May 18, 2009

Alright, When I Say Go, Hit the Spam Twitter Button With All Accounts

When a product becomes ubiquitous, it means you get the good with the bad, the well-meaning with the nefarious, the intellectual with the sloppy. As we saw with e-mail being overtaken with aggressive marketers, spam and eventually, viruses, the same activity has propogated to every social network with momentum - including the 419 scam on Facebook we discussed in January, and the many different reports of spam on Twitter. (See: TechCrunch's coverage of similar nonsense earlier today: A Bunch Of Hot Spammers Had The Day Off Of Work LOL.)

Like any good egotist, I regularly check references back to the site, be they on Google, in my referral stats, and the two T's - Technorati and Twitter. Today, I was amused to find that simultaneously, nearly two dozen different accounts referenced an article this I wrote this last weekend. Never mind that their link didn't work. Never mind that they all used the same exact way to write it, including the exact same description or tags. Even more interesting was the fact that all of the accounts (be they robots or real people) used the exact same Twitter client, HootSuite, and the automated messages look like they were executed in alphabetical order, starting with the account labeled "18tweets" and finishing with "Tweetingale".

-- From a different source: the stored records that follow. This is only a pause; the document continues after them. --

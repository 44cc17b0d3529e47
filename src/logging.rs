// src/logging.rs

//! Logging setup for `exec-dispatch` using `tracing` + `tracing-subscriber`.
//!
//! Priority for determining the log level:
//! 1. `--log-level` CLI flag (if provided)
//! 2. `EXEC_DISPATCH_LOG` environment variable (e.g. "info", "debug")
//! 3. default to `info`
//!
//! Logs go to STDERR so that spawned commands keep stdout to themselves.

use anyhow::Result;
use tracing_subscriber::fmt;

use crate::cli::LogLevel;

/// Initialise the global logging subscriber. Call once at startup.
pub fn init_logging(cli_level: Option<LogLevel>) -> Result<()> {
    let level = match cli_level {
        Some(lvl) => level_from_log_level(lvl),
        None => std::env::var("EXEC_DISPATCH_LOG")
            .ok()
            .and_then(|s| parse_level_str(&s))
            .unwrap_or(tracing::Level::INFO),
    };

    fmt()
        .with_max_level(level)
        .with_target(true)
        .with_thread_ids(false)
        .with_thread_names(false)
        .with_writer(std::io::stderr)
        .try_init()
        .map_err(|e| anyhow::anyhow!("installing tracing subscriber: {e}"))?;

    Ok(())
}

fn level_from_log_level(lvl: LogLevel) -> tracing::Level {
    match lvl {
        LogLevel::Error => tracing::Level::ERROR,
        LogLevel::Warn => tracing::Level::WARN,
        LogLevel::Info => tracing::Level::INFO,
        LogLevel::Debug => tracing::Level::DEBUG,
        LogLevel::Trace => tracing::Level::TRACE,
    }
}

fn parse_level_str(s: &str) -> Option<tracing::Level> {
    match s.trim().to_lowercase().as_str() {
        "error" => Some(tracing::Level::ERROR),
        "warn" | "warning" => Some(tracing::Level::WARN),
        "info" => Some(tracing::Level::INFO),
        "debug" => Some(tracing::Level::DEBUG),
        "trace" => Some(tracing::Level::TRACE),
        _ => None,
    }
}
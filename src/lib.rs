// src/lib.rs

pub mod cli;
pub mod config;
pub mod context;
pub mod env;
pub mod errors;
pub mod events;
pub mod exec;
pub mod logging;
pub mod types;

use std::path::PathBuf;
use std::sync::Arc;

use anyhow::Result;
use tracing::{debug, error, info};

use crate::cli::CliArgs;
use crate::config::{ExecutionOptions, load_and_validate};
use crate::context::{Spawn, StrategyCatalog};
use crate::errors::DispatchError;
use crate::events::{BuildEvent, ChannelEventBus, EventBus};
use crate::exec::{Executor, ExecutorBuilder, builtin_strategies};
use crate::types::Mnemonic;

/// High-level entry point used by `main.rs`. Returns the exit code.
///
/// This wires together:
/// - options loading
/// - executor construction, strategy wiring and sealing
/// - (optional) the action-logging event bus
/// - either the dry-run resolution table or one spawn
pub async fn run(args: CliArgs) -> Result<i32> {
    let options = load_and_validate(&args.config)?;
    let exec_root = resolve_exec_root(args.exec_root.as_deref(), &options)?;

    // Action logging: structured subcommand events are drained and logged.
    let (bus, drain) = if options.action_logging() {
        let (bus, mut rx) = ChannelEventBus::new();
        let drain = tokio::spawn(async move {
            while let Some(event) = rx.recv().await {
                match event {
                    BuildEvent::Subcommand { reason, .. } => {
                        info!(%reason, "subcommand event");
                    }
                }
            }
            debug!("event bus drained (all senders dropped)");
        });
        (Some(Arc::new(bus) as Arc<dyn EventBus>), Some(drain))
    } else {
        (None, None)
    };

    let executor = build_executor(exec_root, &options, bus, builtin_strategies()?)?;

    let code = if args.dry_run {
        print_dry_run(&executor, &args.mnemonic)?;
        0
    } else {
        run_spawn(&executor, &args).await?
    };

    // Dropping the executor drops the last bus sender, ending the drain task.
    drop(executor);
    if let Some(drain) = drain {
        drain.await?;
    }

    Ok(code)
}

/// Build, wire and seal an executor from validated options.
///
/// The default and per-mnemonic strategies are taken from `catalog` by the
/// names in `options`; an unknown name fails before anything is bound.
pub fn build_executor(
    exec_root: PathBuf,
    options: &ExecutionOptions,
    bus: Option<Arc<dyn EventBus>>,
    catalog: StrategyCatalog,
) -> errors::Result<Executor> {
    let mut builder = ExecutorBuilder::from_options(exec_root, options);
    if let Some(bus) = bus {
        builder = builder.with_event_bus(bus);
    }
    let executor = builder.build()?;

    executor.install(&catalog.configured(options.strategies().clone()))?;
    executor.seal()?;
    Ok(executor)
}

/// CLI flag, then `[execution].exec_root`, then the current directory.
fn resolve_exec_root(cli_root: Option<&str>, options: &ExecutionOptions) -> Result<PathBuf> {
    let root = match (cli_root, options.exec_root()) {
        (Some(root), _) => PathBuf::from(root),
        (None, Some(root)) => root.to_path_buf(),
        (None, None) => std::env::current_dir()?,
    };

    if root.is_absolute() {
        Ok(root)
    } else {
        Ok(std::env::current_dir()?.join(root))
    }
}

async fn run_spawn(executor: &Executor, args: &CliArgs) -> Result<i32> {
    let mnemonic = Mnemonic::new(args.mnemonic.as_str())?;
    let spawn = Spawn::new(mnemonic, args.command.clone());
    let strategy = executor.spawn_action_context(spawn.mnemonic.as_str())?;
    info!(
        mnemonic = %spawn.mnemonic,
        strategy = strategy.name(),
        "dispatching spawn"
    );

    match strategy.exec(&spawn, executor).await {
        Ok(result) => Ok(result.exit_code),
        Err(DispatchError::SpawnFailed {
            mnemonic,
            exit_code,
            detail,
        }) => {
            error!(%mnemonic, exit_code, "{}", detail.trim_start_matches(": "));
            Ok(exit_code)
        }
        Err(e) => Err(e.into()),
    }
}

/// Dry-run output: the sealed tables and where `mnemonic` would go.
fn print_dry_run(executor: &Executor, mnemonic: &str) -> errors::Result<()> {
    let (default, bindings) = executor.spawn_strategy_bindings()?;

    println!("exec-dispatch dry-run");
    println!("  exec_root = {}", executor.exec_root().display());
    println!("  verbose_failures = {}", executor.verbose_failures());
    println!("  reports_subcommands = {}", executor.reports_subcommands());
    println!();

    println!("spawn strategies:");
    println!("  (default) -> {default}");
    for (m, strategy) in &bindings {
        println!("  {m} -> {strategy}");
    }
    println!();

    println!("action contexts ({}):", executor.context_capabilities().len());
    for capability in executor.context_capabilities() {
        println!("  - {capability}");
    }
    println!();

    let resolved = executor.spawn_action_context(mnemonic)?;
    println!("{mnemonic} would run with: {}", resolved.name());

    debug!("dry-run complete (no execution)");
    Ok(())
}
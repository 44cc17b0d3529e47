// src/exec/builder.rs

//! Construction of an open [`Executor`].
//!
//! Every collaborator has a production default (`SystemClock`,
//! `TracingEventHandler`, no bus, empty option bundle), so callers only
//! override what they care about.

use std::path::PathBuf;
use std::sync::Arc;

use crate::config::ExecutionOptions;
use crate::env::{Clock, ExecutionEnvironment, OptionsBundle, SystemClock};
use crate::errors::Result;
use crate::events::{EventBus, EventHandler, EventSink, TracingEventHandler};
use crate::exec::Executor;

pub struct ExecutorBuilder {
    exec_root: PathBuf,
    clock: Arc<dyn Clock>,
    verbose_failures: bool,
    reports_subcommands: bool,
    options: OptionsBundle,
    handler: Arc<dyn EventHandler>,
    bus: Option<Arc<dyn EventBus>>,
}

impl ExecutorBuilder {
    pub fn new(exec_root: impl Into<PathBuf>) -> Self {
        Self {
            exec_root: exec_root.into(),
            clock: Arc::new(SystemClock::new()),
            verbose_failures: false,
            reports_subcommands: false,
            options: OptionsBundle::new(),
            handler: Arc::new(TracingEventHandler),
            bus: None,
        }
    }

    /// Start from a validated options file: copies its flags and places the
    /// options in the bundle. The options' own `exec_root` is not consulted;
    /// callers decide the root.
    pub fn from_options(exec_root: impl Into<PathBuf>, options: &ExecutionOptions) -> Self {
        Self::new(exec_root)
            .verbose_failures(options.verbose_failures())
            .reports_subcommands(options.subcommands())
            .with_options(options.clone())
    }

    pub fn with_clock(mut self, clock: Arc<dyn Clock>) -> Self {
        self.clock = clock;
        self
    }

    pub fn verbose_failures(mut self, enabled: bool) -> Self {
        self.verbose_failures = enabled;
        self
    }

    pub fn reports_subcommands(mut self, enabled: bool) -> Self {
        self.reports_subcommands = enabled;
        self
    }

    /// Add an option class to the bundle.
    pub fn with_options<O: std::any::Any + Send + Sync>(mut self, options: O) -> Self {
        self.options.insert(options);
        self
    }

    pub fn with_event_handler(mut self, handler: Arc<dyn EventHandler>) -> Self {
        self.handler = handler;
        self
    }

    pub fn with_event_bus(mut self, bus: Arc<dyn EventBus>) -> Self {
        self.bus = Some(bus);
        self
    }

    /// Build the executor in the `Open` state.
    pub fn build(self) -> Result<Executor> {
        let env = ExecutionEnvironment::new(
            self.exec_root,
            self.clock,
            self.verbose_failures,
            Arc::new(self.options),
        )?;
        let events = EventSink::new(self.handler, self.bus, self.reports_subcommands);
        Ok(Executor::new(env, events))
    }
}
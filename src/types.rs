use std::borrow::Borrow;
use std::fmt;
use std::str::FromStr;

use serde::Deserialize;

use crate::errors::DispatchError;

/// Short tag naming an action's kind, e.g. `CppCompile` or `Javac`.
///
/// Mnemonics are opaque and case-sensitive; the only requirement is that
/// they are non-empty.
#[derive(Debug, Clone, PartialEq, Eq, Hash, PartialOrd, Ord, Deserialize)]
#[serde(try_from = "String")]
pub struct Mnemonic(String);

impl Mnemonic {
    pub fn new(value: impl Into<String>) -> Result<Self, DispatchError> {
        let value = value.into();
        if value.is_empty() {
            return Err(DispatchError::InvalidMnemonic(value));
        }
        Ok(Mnemonic(value))
    }

    pub fn as_str(&self) -> &str {
        &self.0
    }
}

impl TryFrom<String> for Mnemonic {
    type Error = DispatchError;

    fn try_from(value: String) -> Result<Self, Self::Error> {
        Mnemonic::new(value)
    }
}

impl FromStr for Mnemonic {
    type Err = DispatchError;

    fn from_str(s: &str) -> Result<Self, Self::Err> {
        Mnemonic::new(s)
    }
}

impl AsRef<str> for Mnemonic {
    fn as_ref(&self) -> &str {
        &self.0
    }
}

impl Borrow<str> for Mnemonic {
    fn borrow(&self) -> &str {
        &self.0
    }
}

impl fmt::Display for Mnemonic {
    fn fmt(&self, f: &mut fmt::Formatter<'_>) -> fmt::Result {
        f.write_str(&self.0)
    }
}

/// Lifecycle of an executor and its registries.
///
/// - `Open`: bindings may be added; queries return `NotSealed`.
/// - `Sealed`: bindings are frozen; queries are answered from immutable
///   tables.
#[derive(Debug, Clone, Copy, PartialEq, Eq)]
pub enum ExecutorState {
    Open,
    Sealed,
}

impl fmt::Display for ExecutorState {
    fn fmt(&self, f: &mut fmt::Formatter<'_>) -> fmt::Result {
        match self {
            ExecutorState::Open => f.write_str("open"),
            ExecutorState::Sealed => f.write_str("sealed"),
        }
    }
}

#[cfg(test)]
mod tests {
    use super::*;

    #[test]
    fn empty_mnemonic_is_rejected() {
        assert!(matches!(
            Mnemonic::new(""),
            Err(DispatchError::InvalidMnemonic(_))
        ));
    }

    #[test]
    fn mnemonics_are_case_sensitive() {
        let lower: Mnemonic = "javac".parse().unwrap();
        let upper: Mnemonic = "Javac".parse().unwrap();
        assert_ne!(lower, upper);
        assert_eq!(upper.as_str(), "Javac");
        assert_eq!(upper.to_string(), "Javac");
    }

    #[test]
    fn mnemonic_deserializes_through_validation() {
        #[derive(Deserialize)]
        struct Wrapper {
            m: Mnemonic,
        }

        let ok: Wrapper = toml::from_str(r#"m = "CppCompile""#).unwrap();
        assert_eq!(ok.m.as_str(), "CppCompile");

        let err = toml::from_str::<Wrapper>(r#"m = """#);
        assert!(err.is_err());
    }
}
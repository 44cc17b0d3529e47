// src/context/catalog.rs

//! Named spawn strategies and their configuration-driven wiring.
//!
//! The catalog knows every strategy the binary was built with, keyed by
//! [`SpawnActionContext::name`]. A [`StrategySelection`] (read from the
//! options file) then picks the default and the per-mnemonic overrides.

use std::collections::BTreeMap;
use std::sync::Arc;

use tracing::debug;

use crate::config::StrategySelection;
use crate::context::provider::ContextProvider;
use crate::context::spawn::SpawnActionContext;
use crate::errors::{DispatchError, Result};
use crate::exec::Executor;

#[derive(Default, Clone)]
pub struct StrategyCatalog {
    strategies: BTreeMap<String, Arc<dyn SpawnActionContext>>,
}

impl StrategyCatalog {
    pub fn new() -> Self {
        Self::default()
    }

    /// Add a strategy under its own name.
    pub fn add(&mut self, strategy: Arc<dyn SpawnActionContext>) -> Result<()> {
        let name = strategy.name().to_string();
        if self.strategies.contains_key(&name) {
            return Err(DispatchError::DuplicateBinding(format!(
                "spawn strategy named '{name}'"
            )));
        }
        self.strategies.insert(name, strategy);
        Ok(())
    }

    pub fn get(&self, name: &str) -> Result<Arc<dyn SpawnActionContext>> {
        self.strategies
            .get(name)
            .cloned()
            .ok_or_else(|| DispatchError::UnknownStrategy {
                name: name.to_string(),
                available: self.names().join(", "),
            })
    }

    pub fn names(&self) -> Vec<&str> {
        self.strategies.keys().map(String::as_str).collect()
    }

    /// Pair this catalog with a selection, producing a provider that binds
    /// the selected strategies.
    pub fn configured(self, selection: StrategySelection) -> ConfiguredStrategies {
        ConfiguredStrategies {
            catalog: self,
            selection,
        }
    }
}

/// Provider that binds the default and per-mnemonic strategies named by a
/// [`StrategySelection`].
pub struct ConfiguredStrategies {
    catalog: StrategyCatalog,
    selection: StrategySelection,
}

impl ContextProvider for ConfiguredStrategies {
    fn name(&self) -> &str {
        "configured-strategies"
    }

    fn register_contexts(&self, executor: &Executor) -> Result<()> {
        // Resolve every name before binding anything so a typo leaves the
        // executor untouched.
        let default = self.catalog.get(&self.selection.default)?;
        let overrides = self
            .selection
            .by_mnemonic
            .iter()
            .map(|(mnemonic, name)| self.catalog.get(name).map(|s| (mnemonic.clone(), s)))
            .collect::<Result<Vec<_>>>()?;

        executor.register_default_spawn_strategy(default)?;
        for (mnemonic, strategy) in overrides {
            debug!(%mnemonic, strategy = strategy.name(), "applying configured strategy");
            executor.register_spawn_strategy(mnemonic, strategy)?;
        }
        Ok(())
    }
}
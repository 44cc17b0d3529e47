use std::sync::Arc;
use std::time::Duration;

use exec_dispatch::env::Clock;
use exec_dispatch_test_utils::{FakeSpawnStrategy, ManualClock, TestExecutorBuilder};

#[test]
fn executor_hands_out_the_injected_clock() {
    let clock = Arc::new(ManualClock::new());
    let (executor, _) = TestExecutorBuilder::new()
        .clock(clock.clone())
        .default_strategy(Arc::new(FakeSpawnStrategy::new("local")))
        .build();

    assert_eq!(executor.clock().current_time_millis(), 0);
    assert_eq!(executor.clock().nano_time(), 0);

    clock.advance(Duration::from_millis(1500));
    assert_eq!(executor.clock().current_time_millis(), 1500);
    assert_eq!(executor.clock().nano_time(), 1_500_000_000);
}

#[test]
fn environment_flags_pass_through_the_facade() {
    let root = tempfile::tempdir().unwrap();
    let (executor, _) = TestExecutorBuilder::new()
        .exec_root(root.path())
        .verbose_failures(true)
        .default_strategy(Arc::new(FakeSpawnStrategy::new("local")))
        .build();

    assert_eq!(executor.exec_root(), root.path());
    assert!(executor.verbose_failures());
    assert!(!executor.reports_subcommands());
    assert!(executor.event_bus().is_none());
}
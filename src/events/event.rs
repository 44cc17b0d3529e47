// src/events/event.rs

use std::fmt;

/// Severity/category of an event delivered to an [`EventHandler`].
///
/// [`EventHandler`]: crate::events::EventHandler
#[derive(Debug, Clone, Copy, PartialEq, Eq, Hash)]
pub enum EventKind {
    Error,
    Warning,
    Info,
    Progress,
    Subcommand,
}

impl fmt::Display for EventKind {
    fn fmt(&self, f: &mut fmt::Formatter<'_>) -> fmt::Result {
        let s = match self {
            EventKind::Error => "ERROR",
            EventKind::Warning => "WARNING",
            EventKind::Info => "INFO",
            EventKind::Progress => "PROGRESS",
            EventKind::Subcommand => "SUBCOMMAND",
        };
        f.write_str(s)
    }
}

/// A human-readable message for the event handler.
#[derive(Debug, Clone, PartialEq, Eq)]
pub struct Event {
    pub kind: EventKind,
    pub message: String,
}

impl Event {
    pub fn new(kind: EventKind, message: impl Into<String>) -> Self {
        Self {
            kind,
            message: message.into(),
        }
    }

    pub fn warning(message: impl Into<String>) -> Self {
        Self::new(EventKind::Warning, message)
    }

    /// Subcommand events render as `# <reason>` followed by the command.
    pub fn subcommand(reason: &str, message: &str) -> Self {
        Self::new(EventKind::Subcommand, format!("# {reason}\n{message}"))
    }
}

/// Structured events posted on the build's event bus.
#[derive(Debug, Clone, PartialEq, Eq)]
pub enum BuildEvent {
    Subcommand { reason: String, message: String },
}
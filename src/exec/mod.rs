// src/exec/mod.rs

//! Executor facade and the built-in spawn strategies.
//!
//! - [`executor`] holds the `Executor` facade consumed by action code.
//! - [`builder`] constructs an open executor from its collaborators.
//! - [`local`] runs spawns as child processes via `tokio::process`.
//! - [`dry_run`] reports spawns without running them.

pub mod builder;
pub mod dry_run;
pub mod executor;
pub mod local;

use std::sync::Arc;

pub use builder::ExecutorBuilder;
pub use dry_run::DryRunSpawnStrategy;
pub use executor::Executor;
pub use local::LocalSpawnStrategy;

use crate::context::StrategyCatalog;
use crate::errors::Result;

/// Catalog of the strategies compiled into this crate.
pub fn builtin_strategies() -> Result<StrategyCatalog> {
    let mut catalog = StrategyCatalog::new();
    catalog.add(Arc::new(LocalSpawnStrategy))?;
    catalog.add(Arc::new(DryRunSpawnStrategy))?;
    Ok(catalog)
}
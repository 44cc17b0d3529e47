// src/context/mod.rs

//! Action contexts and spawn strategy dispatch.
//!
//! - [`registry`] holds the `ActionContext` marker and the type-indexed
//!   `ContextRegistry`.
//! - [`spawn`] defines the spawn capability (`SpawnActionContext`) and the
//!   `Spawn`/`SpawnResult` values it works on.
//! - [`resolver`] maps mnemonics to spawn strategies with a default.
//! - [`catalog`] names the available strategies and wires them from
//!   configuration.
//! - [`provider`] is the trait strategy-providing modules implement.

pub mod catalog;
pub mod provider;
pub mod registry;
pub mod resolver;
pub mod spawn;

pub use catalog::{ConfiguredStrategies, StrategyCatalog};
pub use provider::ContextProvider;
pub use registry::{ActionContext, ContextRegistry};
pub use resolver::SpawnStrategyResolver;
pub use spawn::{Spawn, SpawnActionContext, SpawnFuture, SpawnResult};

The last time we talked about Twitter spam, it was with the issue of repeated following. In that example, theories suggested the repeated followers were to gain visibility and more real followers from duped Twitter accounts. So what are the purposes of this type of nonsense this time? Is it thought that those people searching for these keywords would find these accounts and sign up? It's not as if they pushed any traffic to my story, thanks to their not providing HTTP code.

Yet another "stupid human trick" executed on an increasingly sketchy network.